Uncertified Acts of Terrorism
The U.S. government rarely certifies terrorists’ acts of violence as terrorism. Even if it did, your insured’s terrorism policy probably wouldn’t be triggered.
This article originally appeared in the Spring 2017 issue of CLM sister publication, Construction Claims magazine. All rights reserved.
Consider the following hypothetical: New turbine parts are en route to the construction site of a state-of-the-art power generating facility when the design-build team receives word that unknown actors have perpetrated a series of assaults and detonated explosive devices impacting directly the on-site turbines themselves, the roadway leading into the construction site and the power coming into the operating areas of the project. The acts are believed to be related to a group with ties to an extremist environmental agenda. Early reports are labeling this an act of domestic terrorism, and multiple agencies have been called in to investigate. The contract to build these four state-of-the-art gas turbines is worth north of $500 million. Damage estimates are not yet known. The executive team is meeting, and the urgent topic of conversation is terrorism insurance. Nothing could be more important for the construction lenders and the shareholders to be assured immediately that the delay, replacement and repair of the infrastructure is properly covered and the project’s bonds are not placed at issue.

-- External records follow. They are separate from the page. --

//! Device configuration
//!
//! A session is driven by one [`DeviceConfig`], either loaded from a JSON
//! document or assembled with [`ConfigBuilder`]. There is no implicit
//! default location: callers always say where the configuration comes from.
//!
//! ```json
//! {
//!   "device": {
//!     "binary_path": "build/firmware.bin",
//!     "programmer_path": "/opt/st/STM32CubeProgrammer/bin/STM32_Programmer_CLI"
//!   },
//!   "communication": {
//!     "serial_port": "/dev/ttyUSB0",
//!     "baudrate": 115200,
//!     "timeout": 1,
//!     "command_delay": 0.5
//!   },
//!   "retry": { "count": 3, "delay": 0.5 }
//! }
//! ```
//!
//! The camelCase spellings (`binaryPath`, `serialPort`, `baudRate`,
//! `timeoutSeconds`, `commandDelaySeconds`, `delaySeconds`, ...) are accepted
//! as aliases.

use std::fs;
use std::path::{Path, PathBuf};
use std::time::Duration;

use serde::Deserialize;

use crate::error::{ConfigError, Result};

/// Default UART baud rate
pub const DEFAULT_BAUD_RATE: u32 = 115_200;
/// Default serial read timeout
pub const DEFAULT_READ_TIMEOUT: Duration = Duration::from_secs(1);
/// Default wait between writing a command and reading the reply
pub const DEFAULT_COMMAND_DELAY: Duration = Duration::from_millis(500);
/// Default number of attempts per command
pub const DEFAULT_RETRY_COUNT: u32 = 3;
/// Default wait between attempts
pub const DEFAULT_RETRY_DELAY: Duration = Duration::from_millis(500);

/// Serial link parameters
#[derive(Debug, Clone, PartialEq, Eq)]
pub struct LinkSettings {
    /// Port identifier (e.g. "/dev/ttyUSB0" or "COM3")
    pub port: String,
    pub baud_rate: u32,
    /// Upper bound for a single blocking read
    pub read_timeout: Duration,
}

/// Fixed-delay retry policy for UART commands
#[derive(Debug, Clone, Copy, PartialEq, Eq)]
pub struct RetryPolicy {
    /// Total attempts, including the first one
    pub count: u32,
    /// Wait between two attempts
    pub delay: Duration,
}

impl Default for RetryPolicy {
    fn default() -> Self {
        Self {
            count: DEFAULT_RETRY_COUNT,
            delay: DEFAULT_RETRY_DELAY,
        }
    }
}

/// Complete parameter set for one device session
///
/// Values are fixed once built; the `with_*` methods return modified copies.
/// Paths are not checked here. They are checked right before they are used,
/// and may be left empty for sessions that never flash.
#[derive(Debug, Clone, PartialEq, Eq)]
pub struct DeviceConfig {
    binary_path: PathBuf,
    programmer_path: PathBuf,
    link: LinkSettings,
    command_delay: Duration,
    retry: RetryPolicy,
}
//! stm32-bringup - STM32 board bring-up tool
//!
//! Flashes firmware through STM32CubeProgrammer and drives the board's LED
//! firmware over UART.
//!
//! # Architecture
//!
//! Every command goes through the keyword [`Library`], the same surface a
//! test runner uses:
//! - **Flashing** shells out to `STM32_Programmer_CLI` over SWD
//! - **UART commands** are single lines answered with `OK`, retried a fixed
//!   number of times
//!
//! With `--dummy` the board is replaced by an in-memory emulator of the LED
//! firmware.

mod cli;
mod commands;

use bringup_core::{ConfigBuilder, DeviceConfig};
use bringup_device::{Device, Library};
use clap::Parser;
use cli::{Cli, Commands};

fn main() {
    // Initialize logger
    env_logger::Builder::from_env(env_logger::Env::default().default_filter_or("info")).init();

    let cli = Cli::parse();

    // Set log level based on verbosity
    match cli.verbose {
        0 => {} // default (info)
        1 => log::set_max_level(log::LevelFilter::Debug),
        _ => log::set_max_level(log::LevelFilter::Trace),
    }

    if let Err(e) = run(cli) {
        eprintln!("Error: {}", e);
        std::process::exit(1);
    }
}

fn run(cli: Cli) -> Result<(), Box<dyn std::error::Error>> {
    // These two never touch the board
    match cli.command {
        Commands::ListKeywords => {
            commands::list_keywords();
            return Ok(());
        }
        Commands::ListPorts => return commands::list_ports(),
        _ => {}
    }

    let config = load_config(&cli)?;
    let mut library = open_library(&cli, config);

    match cli.command {
        Commands::Flash => commands::flash::run_flash(&mut library),
        Commands::Verify => {
            library.run("Initialize Device", &[])?;
            println!(
                "Device is responding on {}",
                library.device().config().link().port
            );
            Ok(())
        }
        Commands::Led { color, action } => {
            library.run("Test Single LED", &[color.as_str(), action.as_str()])?;
            println!("{} LED {}", color.to_lowercase(), action.to_uppercase());
            Ok(())
        }
        Commands::TestLeds => {
            library.run("Test All LEDs", &[])?;
            println!("All LEDs OK");
            Ok(())
        }
        Commands::Run { keyword, args } => {
            let args: Vec<&str> = args.iter().map(String::as_str).collect();
            library.run(&keyword, &args)?;
            println!("PASS: {}", keyword);
            Ok(())
        }
        Commands::ShowConfig => {
            commands::show_config(library.device().config());
            Ok(())
        }
        Commands::ListKeywords | Commands::ListPorts => Ok(()),
    }
}

/// Build the session configuration from `--config` and the override flags
fn load_config(cli: &Cli) -> Result<DeviceConfig, Box<dyn std::error::Error>> {
    let mut builder = match &cli.config {
        Some(path) => {
            let config = DeviceConfig::load(path)?;
            log::info!("Loaded configuration from {}", path.display());
            ConfigBuilder::from(&config)
        }
        None => DeviceConfig::builder(),
    };

    if let Some(port) = &cli.port {
        builder = builder.serial_port(port.as_str());
    } else if cli.config.is_none() && is_dummy(cli) {
        builder = builder.serial_port("dummy");
    }
    if let Some(baud) = cli.baud {
        builder = builder.baud_rate(baud);
    }
    if let Some(binary) = &cli.binary {
        builder = builder.binary_path(binary);
    }
    if let Some(programmer) = &cli.programmer {
        builder = builder.programmer_path(programmer);
    }

    Ok(builder.build()?)
}

#[cfg(feature = "dummy")]
fn is_dummy(cli: &Cli) -> bool {
    cli.dummy
}

#[cfg(not(feature = "dummy"))]
fn is_dummy(_cli: &Cli) -> bool {
    false
}

#[cfg_attr(not(feature = "dummy"), allow(unused_variables))]
fn open_library(cli: &Cli, config: DeviceConfig) -> Library {
    #[cfg(feature = "dummy")]
    {
        if cli.dummy {
            log::info!("Using emulated board on '{}'", config.link().port);
            let board = bringup_dummy::DummyBoard::new_default().shared();
            return Library::new(Device::dummy(config, board));
        }
    }

    log::debug!(
        "Using {} at {} baud",
        config.link().port,
        config.link().baud_rate
    );
    Library::new(Device::from_config(config))
}
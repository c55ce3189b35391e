//! Device facade
//!
//! [`Device`] ties the configuration to a [`Connector`] for the UART and a
//! [`Flasher`] for the programmer. Every UART operation opens its own
//! connection and releases it before returning.

use bringup_core::{DeviceConfig, LedTarget};
use bringup_cubeprog::{CubeFlasher, FlashOutput, Flasher, SETTLE_DELAY};
use bringup_uart::{CommandPolicy, Connector, SerialConnector, Transport, UartChannel};

use crate::error::{DeviceError, Result};

/// An STM32 board reachable over UART and SWD
pub struct Device {
    config: DeviceConfig,
    connector: Box<dyn Connector>,
    flasher: Box<dyn Flasher>,
}

impl Device {
    /// Create a device from explicit collaborators
    pub fn new(
        config: DeviceConfig,
        connector: Box<dyn Connector>,
        flasher: Box<dyn Flasher>,
    ) -> Self {
        Self {
            config,
            connector,
            flasher,
        }
    }

    /// Create a device talking to real hardware
    ///
    /// UART goes through the serial port named in the configuration and
    /// flashing through STM32CubeProgrammer.
    pub fn from_config(config: DeviceConfig) -> Self {
        Self::new(config, Box::new(SerialConnector), Box::new(CubeFlasher))
    }

    /// Create a device backed by an emulated board
    #[cfg(feature = "dummy")]
    pub fn dummy(
        config: DeviceConfig,
        board: std::rc::Rc<std::cell::RefCell<bringup_dummy::DummyBoard>>,
    ) -> Self {
        Self::new(
            config,
            Box::new(bringup_dummy::DummyConnector::new(std::rc::Rc::clone(&board))),
            Box::new(bringup_dummy::DummyFlasher::new(board)),
        )
    }

    pub fn config(&self) -> &DeviceConfig {
        &self.config
    }

    /// Replace the configuration used by subsequent operations
    pub fn set_config(&mut self, config: DeviceConfig) {
        self.config = config;
    }

    /// Check that the board answers on the UART
    pub fn verify_connection(&self) -> Result<bool> {
        let mut channel = self.open_channel()?;
        Ok(channel.probe()?)
    }

    /// Switch one LED, e.g. `control_led("Blue", "on")` sends `LED_ON blue`
    pub fn control_led(&self, color: &str, action: &str) -> Result<bool> {
        let target = LedTarget::parse(color, action);
        self.set_led(&target)
    }

    /// Switch one LED from an already parsed target
    pub fn set_led(&self, target: &LedTarget) -> Result<bool> {
        let ok = self.send_command(&target.command())?;
        if ok {
            log::info!("Successfully turned {} LED {}", target.color, target.action);
        } else {
            log::error!("Failed to turn {} LED {}", target.color, target.action);
        }
        Ok(ok)
    }

    /// Send a raw command line and wait for `OK`
    pub fn send_command(&self, command: &str) -> Result<bool> {
        let mut channel = self.open_channel()?;
        Ok(channel.send_command(command)?)
    }

    /// Write the configured firmware image, then wait for the board to boot
    pub fn flash(&self) -> Result<FlashOutput> {
        let binary = self.config.binary_path();
        let programmer = self.config.programmer_path();
        if binary.as_os_str().is_empty() {
            return Err(DeviceError::Precondition("Binary path not set".into()));
        }
        if programmer.as_os_str().is_empty() {
            return Err(DeviceError::Precondition("Programmer path not set".into()));
        }

        let output = self.flasher.flash(programmer, binary)?;
        self.flasher.settle(SETTLE_DELAY);
        Ok(output)
    }

    fn open_channel(&self) -> Result<UartChannel<Box<dyn Transport>>> {
        let link = self.config.link();
        if link.port.trim().is_empty() {
            return Err(DeviceError::Precondition("Serial port not set".into()));
        }
        let transport = self.connector.connect(link)?;
        Ok(UartChannel::new(
            transport,
            CommandPolicy::new(self.config.command_delay(), self.config.retry()),
        ))
    }
}
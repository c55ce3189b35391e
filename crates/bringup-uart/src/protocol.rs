//! Wire protocol constants and framing
//!
//! Commands are ASCII lines terminated by `\n`. The board answers each
//! command with one line; only the exact text `OK` counts as success.

use std::time::Duration;

use crate::error::{Result, UartError};
use crate::transport::Transport;

/// Line terminator appended to every command
pub const LINE_TERMINATOR: u8 = b'\n';

/// The only response accepted as success
pub const OK_RESPONSE: &str = "OK";

/// Connectivity probe command
pub const PROBE_COMMAND: &str = "TEST";

/// How long the probe waits for any reply
pub const PROBE_WINDOW: Duration = Duration::from_millis(500);

/// Longest response line kept; anything beyond is cut off
pub const MAX_LINE_LEN: usize = 256;

/// Frame a command for the wire
pub fn encode_command(command: &str) -> Result<Vec<u8>> {
    if command.contains(|c: char| c == '\n' || c == '\r') {
        return Err(UartError::InvalidCommand(command.to_string()));
    }
    let mut frame = Vec::with_capacity(command.len() + 1);
    frame.extend_from_slice(command.as_bytes());
    frame.push(LINE_TERMINATOR);
    Ok(frame)
}

/// Read one line, up to and including the terminator
///
/// Stops early when the read timeout expires, so the result may be a partial
/// line or empty.
pub fn read_line<T: Transport + ?Sized>(transport: &mut T) -> Result<Vec<u8>> {
    let mut line = Vec::new();
    let mut byte = [0u8; 1];

    while line.len() < MAX_LINE_LEN {
        if transport.read(&mut byte)? == 0 {
            break;
        }
        line.push(byte[0]);
        if byte[0] == LINE_TERMINATOR {
            break;
        }
    }

    Ok(line)
}

/// Decode a raw response line into trimmed text
///
/// Invalid UTF-8 is replaced rather than rejected; such a line can never
/// equal `OK` anyway.
pub fn decode_response(raw: &[u8]) -> String {
    String::from_utf8_lossy(raw).trim().to_string()
}

/// Whether a decoded response means success
pub fn is_ok(response: &str) -> bool {
    response == OK_RESPONSE
}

While the above is a hypothetical, the scenario is neither far-fetched nor unfamiliar. Many similar events are discussed in Amory Lovins’ book Brittle Power. Various acts of trespass and vandalism since 1980, including an event by “peace” activists as recently as July 2012 at the Y-12 National Security Complex in Oak Ridge, Tenn. (which manufactures U.S. nuclear weapons and stockpiles highly enriched uranium), have shown how vulnerable power facilities can be targeted.
The Tipping Point
Terrorism risk in the United States prior to Sept. 11, 2001, was not thought by the insurance industry to present a capital capacity problem. Coverage for domestic terrorism incidents had been embedded in property and casualty policy forms, and no premium had been charged by most underwriters for the terrorism coverage. This was true despite exclusions such as the “War and Military Action” exclusion being determined by courts to be inapplicable in the context of terrorism claims. See, Pan Am World Airways, Inc. v. Aetna Cas. & Sur. Co., 505 F.2d 989 (2d Cir. 1974).
The two largest pre-9/11 domestic events—the 1993 World Trade Center bombing and the 1995 Oklahoma City bombing—while painfully costly for the markets, were absorbed; the reinsurance market functioned with sufficient capacity to distribute the losses effectively. However, following $40 billion in estimated loss payments flowing from the terrorist incidents of Sept. 11, terrorism became a risk that had to be properly contained so as not to impair property and casualty markets. The solution involved the intervention of the federal government, and after a short time, terrorism insurance became a robust product that has gained a foothold in almost every industry segment with uptake rates near or exceeding 60%, according to the 2016 Marsh Terrorism Risk Insurance Report.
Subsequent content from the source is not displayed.